With the ICC cracking down on language usage and sledging, as evidenced by Josh Hazlewood's fine for having his swearing, and dissent, picked up by the stump mic, Warner feels the 'spark' has died a bit.
Warner said: "We're about playing the game in the right spirit, but we've got a passionate brand where if you look back at the history of Australian cricket we play an aggressive style.
"A couple of the fast bowlers who've recently retired have stated that you are taking the aggression out for the bowlers a bit.
"Back in the day you used to see these battles with the fast bowlers, the batter would play and miss and the bowler would say something. These days it's taken the spark out of it a little bit.
"I love getting into a contest with the bowler, if he gets you out he gets the last laugh, but if you get on top of him then you can. But in the end it's what the ICC has put in place and we need to respect that."
While Warner was all for banter in the middle, he was not impressed by the way some fans shouted abuse at the players in New Zealand recently, with a few spectators being asked to leave the grounds. He said he would not like his kids hearing such 'vulgar' language.
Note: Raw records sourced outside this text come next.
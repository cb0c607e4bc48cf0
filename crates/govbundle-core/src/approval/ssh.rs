//! SSH signatures (`SSHSIG`, the format behind `ssh-keygen -Y sign`).
//!
//! Signatures are created under the `govbundle` namespace with SHA-512 and
//! stored as armored PEM. Each signature embeds its public key, so
//! verification needs no keyring: the embedded key must match the claimed
//! fingerprint and the signature must verify under it. Whether that key is
//! trusted is a policy decision made by the caller.

use super::backend::{BackendSignature, SignatureBackend};
use super::sign::SigningError;
use super::verify::VerifyFailure;
use crate::types::SignatureType;
use ssh_key::{Algorithm, HashAlg, LineEnding, PrivateKey, PublicKey, SshSig};
use std::path::{Path, PathBuf};

/// `SSHSIG` namespace for approval signatures.
pub const SSH_NAMESPACE: &str = "govbundle";

/// Keys tried in order under `$HOME` when no key path is given.
pub const DEFAULT_KEY_FILES: &[&str] = &[".ssh/id_ed25519", ".ssh/id_ecdsa", ".ssh/id_rsa"];

#[derive(Debug, Clone)]
pub struct SshBackend {
    candidates: Vec<PathBuf>,
    explicit: bool,
}

impl Default for SshBackend {
    fn default() -> Self {
        Self::new()
    }
}

impl SshBackend {
    /// Search the default key files under the home directory.
    pub fn new() -> Self {
        let candidates = dirs::home_dir()
            .map(|home| DEFAULT_KEY_FILES.iter().map(|f| home.join(f)).collect())
            .unwrap_or_default();
        Self {
            candidates,
            explicit: false,
        }
    }

    /// Use exactly this private key.
    pub fn with_key(path: impl Into<PathBuf>) -> Self {
        Self {
            candidates: vec![path.into()],
            explicit: true,
        }
    }

    /// Search these paths in order.
    pub fn with_search_paths(paths: impl IntoIterator<Item = PathBuf>) -> Self {
        Self {
            candidates: paths.into_iter().collect(),
            explicit: false,
        }
    }

    fn resolve_key(&self) -> Result<(PathBuf, PrivateKey), SigningError> {
        let path = self
            .candidates
            .iter()
            .find(|p| self.explicit || p.is_file())
            .ok_or_else(|| SigningError::NoUsableKey {
                searched: self.candidates.iter().map(|p| p.display().to_string()).collect(),
            })?;

        let key = PrivateKey::read_openssh_file(path).map_err(|e| match e {
            ssh_key::Error::Io(std::io::ErrorKind::NotFound) => {
                SigningError::NoUsableKey {
                    searched: vec![path.display().to_string()],
                }
            }
            other => SigningError::Backend {
                backend: "ssh",
                message: format!("reading {}: {other}", path.display()),
            },
        })?;
        tracing::debug!(key = %path.display(), algorithm = %key.algorithm(), "resolved ssh key");
        Ok((path.clone(), key))
    }
}

impl SignatureBackend for SshBackend {
    fn signature_type(&self) -> SignatureType {
        SignatureType::Ssh
    }

    fn sign(&self, payload: &[u8]) -> Result<BackendSignature, SigningError> {
        let (path, key) = self.resolve_key()?;
        if key.is_encrypted() {
            return Err(SigningError::PassphraseRequired {
                key: path.display().to_string(),
            });
        }
        if key.algorithm() != Algorithm::Ed25519 {
            return Err(SigningError::UnsupportedKeyType {
                key_type: key.algorithm().to_string(),
            });
        }

        let sig = key
            .sign(SSH_NAMESPACE, HashAlg::Sha512, payload)
            .map_err(|e| backend_error(format!("signing: {e}")))?;
        let signature = sig
            .to_pem(LineEnding::LF)
            .map_err(|e| backend_error(format!("encoding signature: {e}")))?;

        Ok(BackendSignature {
            signature,
            fingerprint: key.public_key().fingerprint(HashAlg::Sha256).to_string(),
        })
    }

    fn verify_with(
        &self,
        fingerprint: &str,
        payload: &[u8],
        signature: &str,
    ) -> Result<bool, VerifyFailure> {
        let sig = SshSig::from_pem(signature).map_err(|e| VerifyFailure::Malformed {
            message: format!("ssh signature: {e}"),
        })?;
        let public = PublicKey::new(sig.public_key().clone(), "");
        let embedded = public.fingerprint(HashAlg::Sha256).to_string();
        if embedded != fingerprint {
            tracing::debug!(
                claimed = %fingerprint,
                embedded = %embedded,
                "ssh fingerprint mismatch"
            );
            return Ok(false);
        }
        Ok(public.verify(SSH_NAMESPACE, payload, &sig).is_ok())
    }
}

/// Fingerprint (`SHA256:...`) of an OpenSSH public key file.
pub fn public_key_file_fingerprint(path: &Path) -> Result<String, ssh_key::Error> {
    let key = PublicKey::read_openssh_file(path)?;
    Ok(key.fingerprint(HashAlg::Sha256).to_string())
}

fn backend_error(message: String) -> SigningError {
    SigningError::Backend {
        backend: "ssh",
        message,
    }
}

#[cfg(test)]
mod tests {
    use super::*;
    use rand::rngs::OsRng;

    fn write_key(dir: &Path, name: &str) -> (PathBuf, PrivateKey) {
        let key = PrivateKey::random(&mut OsRng, Algorithm::Ed25519).unwrap();
        let path = dir.join(name);
        key.write_openssh_file(&path, LineEnding::LF).unwrap();
        (path, key)
    }

    #[test]
    fn sign_then_verify() {
        let dir = tempfile::tempdir().unwrap();
        let (path, key) = write_key(dir.path(), "id_ed25519");
        let backend = SshBackend::with_key(&path);

        let signed = backend.sign(b"payload").unwrap();
        assert!(signed.signature.starts_with("-----BEGIN SSH SIGNATURE-----"));
        assert_eq!(
            signed.fingerprint,
            key.public_key().fingerprint(HashAlg::Sha256).to_string()
        );
        assert!(signed.fingerprint.starts_with("SHA256:"));

        let verifier = SshBackend::with_search_paths(Vec::new());
        assert!(verifier
            .verify_with(&signed.fingerprint, b"payload", &signed.signature)
            .unwrap());
        assert!(!verifier
            .verify_with(&signed.fingerprint, b"payloaD", &signed.signature)
            .unwrap());
    }

    #[test]
    fn claimed_fingerprint_must_match_embedded_key() {
        let dir = tempfile::tempdir().unwrap();
        let (path, _) = write_key(dir.path(), "a");
        let (_, other) = write_key(dir.path(), "b");
        let signed = SshBackend::with_key(&path).sign(b"m").unwrap();
        let other_fp = other.public_key().fingerprint(HashAlg::Sha256).to_string();
        assert!(!SshBackend::new()
            .verify_with(&other_fp, b"m", &signed.signature)
            .unwrap());
    }

    #[test]
    fn garbage_signature_is_malformed() {
        let err = SshBackend::new()
            .verify_with("SHA256:x", b"m", "not a signature")
            .unwrap_err();
        assert!(matches!(err, VerifyFailure::Malformed { .. }));
    }

    #[test]
    fn search_picks_first_existing_key() {
        let dir = tempfile::tempdir().unwrap();
        let (second, key) = write_key(dir.path(), "id_ecdsa");
        let backend =
            SshBackend::with_search_paths(vec![dir.path().join("id_ed25519"), second]);
        let signed = backend.sign(b"m").unwrap();
        assert_eq!(
            signed.fingerprint,
            key.public_key().fingerprint(HashAlg::Sha256).to_string()
        );
    }

    #[test]
    fn no_key_reports_searched_paths() {
        let dir = tempfile::tempdir().unwrap();
        let missing = dir.path().join("id_ed25519");
        let err = SshBackend::with_search_paths(vec![missing.clone()])
            .sign(b"m")
            .unwrap_err();
        match err {
            SigningError::NoUsableKey { searched } => {
                assert_eq!(searched, vec![missing.display().to_string()])
            }
            other => panic!("unexpected error: {other}"),
        }

        let err = SshBackend::with_key(&missing).sign(b"m").unwrap_err();
        assert!(matches!(err, SigningError::NoUsableKey { .. }));
    }

    #[test]
    fn public_key_file_fingerprint_matches_signature() {
        let dir = tempfile::tempdir().unwrap();
        let (path, key) = write_key(dir.path(), "id_ed25519");
        let pub_path = dir.path().join("id_ed25519.pub");
        key.public_key().write_openssh_file(&pub_path).unwrap();
        let signed = SshBackend::with_key(&path).sign(b"m").unwrap();
        assert_eq!(public_key_file_fingerprint(&pub_path).unwrap(), signed.fingerprint);
    }
}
Warner said: "Doesn't matter whether you're home or away, you're going to cop some form of abuse, but we don't expect to wake up and be hounded for six or seven hours.
"Some of the stuff was pretty derogatory and vulgar. The upsetting thing was the fact that if my two daughters were in the crowd I wouldn't want them listening to that kind of stuff.
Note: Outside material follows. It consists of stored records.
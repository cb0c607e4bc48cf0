//! Gate: reduce a validation result to a process exit code.
//!
//! Error codes are scanned in a fixed priority order and the first category
//! that matches wins. These exit codes are part of the public contract.
//!
//! | exit | category | codes |
//! |------|----------|-------|
//! | 0  | pass     | fully valid |
//! | 20 | policy   | `POLICY_VIOLATION`, `POLICY_COMPLIANCE_FAILED` |
//! | 30 | drift    | `DRIFT_DETECTED` |
//! | 40 | approval | `MISSING_APPROVAL`, `APPROVAL_FAILED` |
//! | 50 | provider | `FORBIDDEN_PROVIDER`, `PROVIDER_NOT_ALLOWED` |
//! | 60 | other    | anything else, including internal errors |

use super::codes;
use super::{panic_message, ValidateOptions, ValidationResult, Validator};
use serde::Serialize;
use std::panic::{catch_unwind, AssertUnwindSafe};
use std::path::Path;

pub const EXIT_PASS: i32 = 0;
pub const EXIT_POLICY: i32 = 20;
pub const EXIT_DRIFT: i32 = 30;
pub const EXIT_APPROVAL: i32 = 40;
pub const EXIT_PROVIDER: i32 = 50;
pub const EXIT_OTHER: i32 = 60;

#[derive(Debug, Clone, Copy, PartialEq, Eq, Serialize)]
#[serde(rename_all = "snake_case")]
pub enum GateCategory {
    Pass,
    Policy,
    Drift,
    Approval,
    Provider,
    Other,
}

impl GateCategory {
    pub fn exit_code(self) -> i32 {
        match self {
            Self::Pass => EXIT_PASS,
            Self::Policy => EXIT_POLICY,
            Self::Drift => EXIT_DRIFT,
            Self::Approval => EXIT_APPROVAL,
            Self::Provider => EXIT_PROVIDER,
            Self::Other => EXIT_OTHER,
        }
    }
}

/// Priority order; first match wins.
const PRIORITY: &[(GateCategory, &[&str])] = &[
    (
        GateCategory::Policy,
        &[codes::POLICY_VIOLATION, codes::POLICY_COMPLIANCE_FAILED],
    ),
    (GateCategory::Drift, &[codes::DRIFT_DETECTED]),
    (
        GateCategory::Approval,
        &[codes::MISSING_APPROVAL, codes::APPROVAL_FAILED],
    ),
    (
        GateCategory::Provider,
        &[codes::FORBIDDEN_PROVIDER, codes::PROVIDER_NOT_ALLOWED],
    ),
];

/// Category for a set of error codes. Empty means pass.
pub fn classify_codes<'a>(codes: impl IntoIterator<Item = &'a str>) -> GateCategory {
    let codes: Vec<&str> = codes.into_iter().collect();
    if codes.is_empty() {
        return GateCategory::Pass;
    }
    PRIORITY
        .iter()
        .find(|(_, members)| codes.iter().any(|c| members.contains(c)))
        .map(|(category, _)| *category)
        .unwrap_or(GateCategory::Other)
}

pub fn classify(result: &ValidationResult) -> GateCategory {
    match classify_codes(result.error_codes()) {
        // invalid without a recorded error still fails the gate
        GateCategory::Pass if !result.valid => GateCategory::Other,
        category => category,
    }
}

#[derive(Debug, Clone, PartialEq, Eq, Serialize)]
pub struct GateOutcome {
    pub category: GateCategory,
    pub exit_code: i32,
    pub result: ValidationResult,
}

impl GateOutcome {
    pub fn from_result(result: ValidationResult) -> Self {
        let category = classify(&result);
        Self {
            category,
            exit_code: category.exit_code(),
            result,
        }
    }
}

/// Validate and classify in one step.
pub struct Gate<'a> {
    validator: &'a Validator,
    options: ValidateOptions,
}

impl<'a> Gate<'a> {
    pub fn new(validator: &'a Validator, options: ValidateOptions) -> Self {
        Self { validator, options }
    }

    /// Always yields an outcome; a panic during validation maps to exit 60.
    pub fn run(&self, bundle_path: &Path) -> GateOutcome {
        let result = catch_unwind(AssertUnwindSafe(|| {
            self.validator.validate_file(bundle_path, &self.options)
        }))
        .unwrap_or_else(|payload| {
            ValidationResult::internal(format!(
                "validation panicked: {}",
                panic_message(payload.as_ref())
            ))
        });
        let outcome = GateOutcome::from_result(result);
        tracing::info!(
            bundle = %bundle_path.display(),
            category = ?outcome.category,
            exit_code = outcome.exit_code,
            "gate decided"
        );
        outcome
    }
}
"It's irrelevant what they said, but just disappointing that was happening every game. A couple of bowlers were down on the boundary, you get your odd banter here and there but when they're talking about people's families and stuff it takes it a bit too far.
"Some of the boys raised the issue, not to express it to anyone, more just to say 'can you get rid of this bloke' because it's just not necessary."